Sedat Peker: the mob boss targeting Turkey’s political elite
A flamboyant, Tony Soprano-esque figure, he has been spilling the beans on figures in Turkey’s ruling AKP
Forget soap operas and TV dramas, said David Lepeska in The National (Dubai). “Say hello to Sedat Peker, Turkey’s new viral video sensation.” Peker, a former mob boss, has emerged as an unlikely YouTube star of late, with millions tuning in to his weekly videos.
And no wonder. A flamboyant, Tony Soprano-esque figure who sports a huge medallion, he has been spilling the beans on figures in Turkey’s ruling AKP and their alleged links to the criminal underworld. His main target is Interior Minister Süleyman Soylu, whom Peker says protected him and tipped him off so he could flee to Dubai to avoid prosecution (claims that Soylu denies).

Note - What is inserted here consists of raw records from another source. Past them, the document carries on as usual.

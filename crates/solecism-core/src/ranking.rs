//! Score ranking and Mean Average Precision against ground truth.
//!
//! Scores arrive keyed by `(package_index, sequence_index, joined calls)`;
//! ground truth is the set of keys tagged anomalous in the input corpus.
//! MAP walks the score-descending ranking and averages the precision at each
//! correctly retrieved key.

use std::collections::{HashMap, HashSet};

use crate::corpus::{Corpus, Sequence};

/// Name tag marking a package as synthetic ground truth.
pub const ANOMALOUS_TAG: &str = "anomalous";

/// Stable key for one scored sequence: package index, sequence index, and the
/// concatenated call names (which disambiguates reordered corpora).
pub fn sequence_key(package_index: usize, sequence_index: usize, sequence: &Sequence) -> String {
    let calls: String = sequence.call_events().map(|e| e.call.as_str()).collect();
    format!("{}_{}_{}", package_index, sequence_index, calls)
}

/// Ground-truth keys: for each package tagged [`ANOMALOUS_TAG`], the key of
/// its final sequence (the seeded anomaly is appended last by convention).
pub fn anomalous_keys(corpus: &Corpus) -> HashSet<String> {
    let mut keys = HashSet::new();
    for (k, package) in corpus.packages.iter().enumerate() {
        if package.name != ANOMALOUS_TAG {
            continue;
        }
        if let Some(j) = package.sequences.len().checked_sub(1) {
            keys.insert(sequence_key(k, j, &package.sequences[j]));
        }
    }
    keys
}

/// Rank scores descending. Ties are broken by key so the ranking is
/// deterministic across runs and hash-map iteration orders.
pub fn rank_descending(scores: &HashMap<String, f64>) -> Vec<(String, f64)> {
    let mut ranked: Vec<(String, f64)> = scores
        .iter()
        .map(|(k, &v)| (k.clone(), v))
        .collect();
    ranked.sort_by(|a, b| b.1.total_cmp(&a.1).then_with(|| a.0.cmp(&b.0)));
    ranked
}

/// Mean Average Precision of `scores` against `anomalous`.
///
/// Positions are 0-based in the score-descending ranking; the precision at
/// the `i`-th correctly retrieved key (rank `r`) is `(i + 1) / (r + 1)`, and
/// MAP is the mean over all ground-truth keys. Returns `None` when the
/// ground-truth set is empty or contains a key absent from the scored set,
/// rather than reporting a misleading number.
pub fn mean_average_precision(
    scores: &HashMap<String, f64>,
    anomalous: &HashSet<String>,
) -> Option<f64> {
    if anomalous.is_empty() || anomalous.iter().any(|k| !scores.contains_key(k)) {
        return None;
    }
    let ranked = rank_descending(scores);
    let mut hits = 0usize;
    let mut total = 0.0;
    for (rank, (key, _)) in ranked.iter().enumerate() {
        if anomalous.contains(key) {
            hits += 1;
            total += hits as f64 / (rank + 1) as f64;
        }
    }
    Some(total / anomalous.len() as f64)
}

But the allegations go far beyond that, implicating a wide array of officials in crimes including murder, rape, drug trafficking and corruption. The videos have given Turks a rare glimpse at the murky world where politics and crime meet. “Brothers and sisters,” Peker likes to say, “nothing is what it looks like.”

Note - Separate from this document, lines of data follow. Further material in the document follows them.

//! Core statistical analysis for API-usage anomaly detection.
//!
//! This crate provides the fundamental algorithms for `solecism`: given a
//! corpus of observed call traces and a trained sequence model (queried as a
//! black-box next-token oracle), it computes per-location and per-sequence
//! anomaly scores by comparing the empirical distribution of observed
//! sequences against the distribution the model predicts.
//!
//! The pieces, leaf-first:
//!
//! - [`corpus`]: the normalized trace model (packages → sequences → events)
//! - [`vocab`] / [`distribution`]: token tables and vocabulary-indexed
//!   probability rows
//! - [`predictor`]: the oracle trait a trained model implements
//! - [`cache`]: prefix-trie memoization of oracle queries (the hot path)
//! - [`aggregate`]: probability-stream reduction (log-likelihoods, metrics)
//! - [`kld`]: empirical-vs-model KL divergence, exact and bootstrap
//! - [`topic`]: LDA topic inference with a collapsed Gibbs sampler
//! - [`ranking`]: score ranking and Mean Average Precision
//!
//! # Usage
//!
//! This crate is typically used through the main `solecism` crate, which adds
//! corpus I/O, session orchestration, and report formatting. It can be used
//! directly when the caller already holds an in-memory corpus and predictor.
//!
//! ```ignore
//! use solecism_core::{
//!     aggregate::{sequence_log_likelihood, Metric},
//!     cache::QueryCache,
//!     kld::{location_kld, KldConfig},
//! };
//! ```

pub mod aggregate;
pub mod cache;
pub mod constants;
pub mod corpus;
pub mod distribution;
pub mod kld;
pub mod math;
pub mod predictor;
pub mod ranking;
pub mod topic;
pub mod vocab;

// Re-export commonly used items at crate root
pub use aggregate::{Metric, MetricScore};
pub use cache::QueryCache;
pub use corpus::{CallEvent, Corpus, Event, Package, Sequence};
pub use distribution::ProbabilityRow;
pub use kld::{KldConfig, KldMode};
pub use predictor::{LatentSpec, QueryError, SequencePredictor};
pub use ranking::mean_average_precision;
pub use topic::{GibbsConfig, LdaConfig, LdaModel};
pub use vocab::{TokenId, TokenKind, Vocabulary};
//! Report formatting: colored terminal lines and structured JSON.

pub mod json;
pub mod terminal;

These videos might make for engrossing viewing, said Daily Sabah (Istanbul) – but Peker, who “rose to prominence” in the underworld in the late 1990s, and has served several jail sentences, is hardly a credible source. He fled the country last year when the interior ministry moved against his network; the YouTube tirades began when his associates were targeted in police raids in April. It’s all uncorroborated tittle- tattle, said Elçin Poyrazlar in Cumhuriyet (Istanbul) – but the public don’t seem to care. “In a country where journalists are in prison and free press is caged,” criminals fill the void – using their platforms to settle personal scores.
Turkey’s president, Recep Tayyip Erdogan – whom Peker calls “Brother Tayyip” – is yet to be implicated in the allegations, said Murat Yetkin in the Yetkin Report (Istanbul). Erdogan, who insists he has “eliminated” criminal gangs from Turkish politics, may even benefit from the claims, which offer him an array of scapegoats for his party’s poor poll ratings and Turkey’s dire economic position.
I doubt that, said Kareem Fahim in The Washington Post. This story has reinforced fears of a “resilient bond between Turkey’s underworld and politicians” dating back decades; gangsters have in the past been used to carry out political assassinations. Peker himself was, until recently, a fervent public supporter of the AKP. And there are signs the mob has been strengthening in recent years: Istanbul’s underground economy is said to have grown from $3bn in 2015 to $10bn in 2020. With Peker promising that more videos are still to come, this crisis may be “far from over” for Erdogan.